### [EXTRACTED INFORMATION]
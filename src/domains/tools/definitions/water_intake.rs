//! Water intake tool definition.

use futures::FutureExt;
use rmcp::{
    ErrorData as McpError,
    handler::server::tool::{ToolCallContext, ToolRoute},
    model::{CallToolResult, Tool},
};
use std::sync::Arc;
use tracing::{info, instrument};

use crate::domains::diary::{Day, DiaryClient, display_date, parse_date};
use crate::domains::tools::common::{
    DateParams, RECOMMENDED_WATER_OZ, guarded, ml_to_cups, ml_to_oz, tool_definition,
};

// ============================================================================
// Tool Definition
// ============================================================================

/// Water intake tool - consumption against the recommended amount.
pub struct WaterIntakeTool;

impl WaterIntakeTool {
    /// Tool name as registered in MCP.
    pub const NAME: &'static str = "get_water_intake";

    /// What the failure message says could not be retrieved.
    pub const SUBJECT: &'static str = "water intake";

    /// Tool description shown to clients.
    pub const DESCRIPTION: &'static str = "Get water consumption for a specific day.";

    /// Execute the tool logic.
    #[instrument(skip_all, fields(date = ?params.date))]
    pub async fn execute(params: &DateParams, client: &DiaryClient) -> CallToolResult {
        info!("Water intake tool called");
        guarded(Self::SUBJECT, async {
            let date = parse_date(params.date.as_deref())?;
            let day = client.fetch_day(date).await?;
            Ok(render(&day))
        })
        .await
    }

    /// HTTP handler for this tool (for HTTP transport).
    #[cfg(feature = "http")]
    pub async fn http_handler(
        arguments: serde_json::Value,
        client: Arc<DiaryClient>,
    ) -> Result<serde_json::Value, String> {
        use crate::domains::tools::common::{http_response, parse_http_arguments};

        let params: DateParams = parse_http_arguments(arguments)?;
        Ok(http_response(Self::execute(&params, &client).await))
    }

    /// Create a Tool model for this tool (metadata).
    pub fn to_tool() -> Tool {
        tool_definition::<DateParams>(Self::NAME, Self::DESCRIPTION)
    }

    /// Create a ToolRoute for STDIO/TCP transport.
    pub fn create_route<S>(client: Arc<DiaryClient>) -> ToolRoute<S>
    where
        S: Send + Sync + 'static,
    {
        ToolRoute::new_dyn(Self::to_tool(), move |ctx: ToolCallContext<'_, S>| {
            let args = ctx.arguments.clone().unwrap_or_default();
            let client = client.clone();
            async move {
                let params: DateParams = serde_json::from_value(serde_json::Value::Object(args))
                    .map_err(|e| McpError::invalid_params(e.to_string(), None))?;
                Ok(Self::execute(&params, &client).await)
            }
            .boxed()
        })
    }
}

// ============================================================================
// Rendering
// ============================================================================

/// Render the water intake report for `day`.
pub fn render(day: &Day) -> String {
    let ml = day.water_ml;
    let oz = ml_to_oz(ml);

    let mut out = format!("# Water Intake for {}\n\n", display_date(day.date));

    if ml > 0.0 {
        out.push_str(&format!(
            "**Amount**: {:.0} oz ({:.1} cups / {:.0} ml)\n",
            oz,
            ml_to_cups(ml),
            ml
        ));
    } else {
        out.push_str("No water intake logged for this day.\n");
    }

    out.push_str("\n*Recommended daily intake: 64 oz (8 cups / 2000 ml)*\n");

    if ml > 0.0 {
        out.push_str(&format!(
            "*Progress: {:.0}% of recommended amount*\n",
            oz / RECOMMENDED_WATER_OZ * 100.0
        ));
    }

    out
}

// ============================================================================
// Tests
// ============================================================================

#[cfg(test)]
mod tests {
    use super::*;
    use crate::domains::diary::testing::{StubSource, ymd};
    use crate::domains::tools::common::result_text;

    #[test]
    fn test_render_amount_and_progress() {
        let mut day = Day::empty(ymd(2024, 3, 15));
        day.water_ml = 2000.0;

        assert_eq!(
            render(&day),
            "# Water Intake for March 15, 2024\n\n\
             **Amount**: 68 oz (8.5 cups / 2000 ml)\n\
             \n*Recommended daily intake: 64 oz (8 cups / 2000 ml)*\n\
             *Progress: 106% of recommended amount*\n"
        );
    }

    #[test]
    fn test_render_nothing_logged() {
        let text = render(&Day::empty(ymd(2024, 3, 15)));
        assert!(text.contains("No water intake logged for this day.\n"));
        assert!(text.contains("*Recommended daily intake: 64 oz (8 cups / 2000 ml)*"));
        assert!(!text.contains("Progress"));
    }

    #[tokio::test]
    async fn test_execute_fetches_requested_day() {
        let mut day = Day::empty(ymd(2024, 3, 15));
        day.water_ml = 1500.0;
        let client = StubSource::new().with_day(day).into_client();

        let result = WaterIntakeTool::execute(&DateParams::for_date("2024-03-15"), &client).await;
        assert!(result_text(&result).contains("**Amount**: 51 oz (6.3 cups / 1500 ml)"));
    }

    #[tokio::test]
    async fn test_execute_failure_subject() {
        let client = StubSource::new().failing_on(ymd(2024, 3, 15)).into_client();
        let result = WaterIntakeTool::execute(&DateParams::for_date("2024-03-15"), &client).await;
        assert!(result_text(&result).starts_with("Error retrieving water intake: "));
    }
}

### [TASK OBJECTIVE]
The required result is an identical copy of the records above.

### [ANSWER SPACE]
filename src/domains/tools/definitions/water_intake.rs
//! Water intake tool definition.

use futures::FutureExt;
use rmcp::{
    ErrorData as McpError,
    handler::server::tool::{ToolCallContext, ToolRoute},
    model::{CallToolResult, Tool},
};
use std::sync::Arc;
use tracing::{info, instrument};

use crate::domains::diary::{Day, DiaryClient, display_date, parse_date};
use crate::domains::tools::common::{
    DateParams, RECOMMENDED_WATER_OZ, guarded, ml_to_cups, ml_to_oz, tool_definition,
};

// ============================================================================
// Tool Definition
// ============================================================================

/// Water intake tool - consumption against the recommended amount.
pub struct WaterIntakeTool;

impl WaterIntakeTool {
    /// Tool name as registered in MCP.
    pub const NAME: &'static str = "get_water_intake";

    /// What the failure message says could not be retrieved.
    pub const SUBJECT: &'static str = "water intake";

    /// Tool description shown to clients.
    pub const DESCRIPTION: &'static str = "Get water consumption for a specific day.";

    /// Execute the tool logic.
    #[instrument(skip_all, fields(date = ?params.date))]
    pub async fn execute(params: &DateParams, client: &DiaryClient) -> CallToolResult {
        info!("Water intake tool called");
        guarded(Self::SUBJECT, async {
            let date = parse_date(params.date.as_deref())?;
            let day = client.fetch_day(date).await?;
            Ok(render(&day))
        })
        .await
    }

    /// HTTP handler for this tool (for HTTP transport).
    #[cfg(feature = "http")]
    pub async fn http_handler(
        arguments: serde_json::Value,
        client: Arc<DiaryClient>,
    ) -> Result<serde_json::Value, String> {
        use crate::domains::tools::common::{http_response, parse_http_arguments};

        let params: DateParams = parse_http_arguments(arguments)?;
        Ok(http_response(Self::execute(&params, &client).await))
    }

    /// Create a Tool model for this tool (metadata).
    pub fn to_tool() -> Tool {
        tool_definition::<DateParams>(Self::NAME, Self::DESCRIPTION)
    }

    /// Create a ToolRoute for STDIO/TCP transport.
    pub fn create_route<S>(client: Arc<DiaryClient>) -> ToolRoute<S>
    where
        S: Send + Sync + 'static,
    {
        ToolRoute::new_dyn(Self::to_tool(), move |ctx: ToolCallContext<'_, S>| {
            let args = ctx.arguments.clone().unwrap_or_default();
            let client = client.clone();
            async move {
                let params: DateParams = serde_json::from_value(serde_json::Value::Object(args))
                    .map_err(|e| McpError::invalid_params(e.to_string(), None))?;
                Ok(Self::execute(&params, &client).await)
            }
            .boxed()
        })
    }
}

// ============================================================================
// Rendering
// ============================================================================

/// Render the water intake report for `day`.
pub fn render(day: &Day) -> String {
    let ml = day.water_ml;
    let oz = ml_to_oz(ml);

    let mut out = format!("# Water Intake for {}\n\n", display_date(day.date));

    if ml > 0.0 {
        out.push_str(&format!(
            "**Amount**: {:.0} oz ({:.1} cups / {:.0} ml)\n",
            oz,
            ml_to_cups(ml),
            ml
        ));
    } else {
        out.push_str("No water intake logged for this day.\n");
    }

    out.push_str("\n*Recommended daily intake: 64 oz (8 cups / 2000 ml)*\n");

    if ml > 0.0 {
        out.push_str(&format!(
            "*Progress: {:.0}% of recommended amount*\n",
            oz / RECOMMENDED_WATER_OZ * 100.0
        ));
    }

    out
}

// ============================================================================
// Tests
// ============================================================================

#[cfg(test)]
mod tests {
    use super::*;
    use crate::domains::diary::testing::{StubSource, ymd};
    use crate::domains::tools::common::result_text;

    #[test]
    fn test_render_amount_and_progress() {
        let mut day = Day::empty(ymd(2024, 3, 15));
        day.water_ml = 2000.0;

        assert_eq!(
            render(&day),
            "# Water Intake for March 15, 2024\n\n\
             **Amount**: 68 oz (8.5 cups / 2000 ml)\n\
             \n*Recommended daily intake: 64 oz (8 cups / 2000 ml)*\n\
             *Progress: 106% of recommended amount*\n"
        );
    }

    #[test]
    fn test_render_nothing_logged() {
        let text = render(&Day::empty(ymd(2024, 3, 15)));
        assert!(text.contains("No water intake logged for this day.\n"));
        assert!(text.contains("*Recommended daily intake: 64 oz (8 cups / 2000 ml)*"));
        assert!(!text.contains("Progress"));
    }

    #[tokio::test]
    async fn test_execute_fetches_requested_day() {
        let mut day = Day::empty(ymd(2024, 3, 15));
        day.water_ml = 1500.0;
        let client = StubSource::new().with_day(day).into_client();

        let result = WaterIntakeTool::execute(&DateParams::for_date("2024-03-15"), &client).await;
        assert!(result_text(&result).contains("**Amount**: 51 oz (6.3 cups / 1500 ml)"));
    }

    #[tokio::test]
    async fn test_execute_failure_subject() {
        let client = StubSource::new().failing_on(ymd(2024, 3, 15)).into_client();
        let result = WaterIntakeTool::execute(&DateParams::for_date("2024-03-15"), &client).await;
        assert!(result_text(&result).starts_with("Error retrieving water intake: "));
    }
}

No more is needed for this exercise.